I was just saying don't let it eat at you foreverto the point where you become overly cynical. Not trying to be a counselor--in fact I'm in a field that most would consider farthest from it. 
Not quite sure what you meant by the 2 Vicodin comment though.
Peace.


----------



## 217 (Oct 27, 2003)

i meant did you need a rope to get out of my mom's hole....quick joke..haha


----------



## adrock (Apr 28, 2004)

*deep*

sorry dude, I totally missed it. The answer is no, Your mom's hole is clean and deep and it flushes on the right side. I did surf it for a while though. 

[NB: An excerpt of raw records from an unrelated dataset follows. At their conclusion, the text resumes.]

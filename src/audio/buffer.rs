//! Sample series shared between the poller and the renderer
//!
//! The poller thread overwrites the series in place every tick; the UI
//! thread copies it out when repainting.
//!
//! ## Design Notes
//!
//! Rendering runs on the main thread, not on the poller thread that writes
//! the values, so the series sits behind `Arc<Mutex<T>>`. Both sides hold
//! the lock only for a copy of at most a few hundred values.

use std::sync::{Arc, Mutex, MutexGuard, PoisonError};

/// Copy every other byte of `interleaved` (channel 0 of a two-channel
/// stream) into `out`, returning how many values were written.
///
/// The second channel is discarded. Stops at whichever runs out first:
/// `interleaved.len() / 2` frames or `out.len()` slots.
pub fn deinterleave(interleaved: &[u8], out: &mut [f64]) -> usize {
    let mut written = 0;
    for (slot, frame) in out.iter_mut().zip(interleaved.chunks_exact(2)) {
        *slot = f64::from(frame[0]);
        written += 1;
    }
    written
}

/// Fixed-length series of the most recent single-channel values
#[derive(Clone)]
pub struct SampleSeries {
    inner: Arc<Mutex<Vec<f64>>>,
}

impl SampleSeries {
    /// Create a zeroed series of `len` values
    ///
    /// The length never changes afterwards.
    pub fn new(len: usize) -> Self {
        Self {
            inner: Arc::new(Mutex::new(vec![0.0; len])),
        }
    }

    pub fn len(&self) -> usize {
        self.lock().len()
    }

    pub fn is_empty(&self) -> bool {
        self.lock().is_empty()
    }

    /// Overwrite the front of the series with channel 0 of `interleaved`.
    ///
    /// Values past the number of frames supplied keep their previous
    /// contents. Returns the number of values updated.
    pub fn write_interleaved(&self, interleaved: &[u8]) -> usize {
        deinterleave(interleaved, &mut self.lock())
    }

    /// Copy of the current values
    pub fn values(&self) -> Vec<f64> {
        self.lock().clone()
    }

    /// Current values as `(index, value)` pairs for charting
    pub fn points(&self) -> Vec<(f64, f64)> {
        self.lock()
            .iter()
            .enumerate()
            .map(|(i, &v)| (i as f64, v))
            .collect()
    }

    fn lock(&self) -> MutexGuard<'_, Vec<f64>> {
        // Values are plain numbers, a panic mid-write cannot break them
        self.inner.lock().unwrap_or_else(PoisonError::into_inner)
    }
}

Happy Friday everyone, get the fuck off the internet!!!
I'm going boating.


----------



## adrock (Apr 28, 2004)

*vics*

medman, I smell what you're steppin in, no worries, thanks for giving a shit. I am am optirealist to the end. I was just kidding with the vicodin comment.


----------



## dzader (Apr 22, 2004)

*Throw ropes to holes*

Just a comment on throwing ropes into holes, If you are planning to throw a rope into a hole it is best to throw just enought to reach, This prevents many of the hazards associated with entanglement. It is definitely harder to throw just the right amount and quickly. If you are setting safety for a know hazard, its a good idea to throw your rope and recoil it or restuff it throw ropes have a tendency to become tangled over time. its also a great way to to figure out how much rope yoy need, and a good habitat so that you become proficent. I know that most people in colorado use throw bags exculsively. I tend to carry a nice fat laid (twisted) polypropelene coil rope that I use exculesively for setting safety. I safe that little throw bag for when I am running down the shore. The big fat rope tends to throw better and it is easier to recoil once its thrown also you can throw it to two poeple at once and you can even snag an unconcious person. just one mans opinion

Dave Zader
Swiftwater Rescue Instructor
Former Chattooga section IV river guide
Fort Collins resident (thought I had better post a resume)


----------



## rasdoggy (Jan 31, 2005)

I am part of that spike of newbies your refering to, That is why a couple of us started the Yahoo site, http://groups.yahoo.com/group/Coloradokayakers/

As a watcher of the videos and the people in the playparks you C/V level boaters make it look way to eazy for some of the "Newbies" out here that don't know the power of moving water...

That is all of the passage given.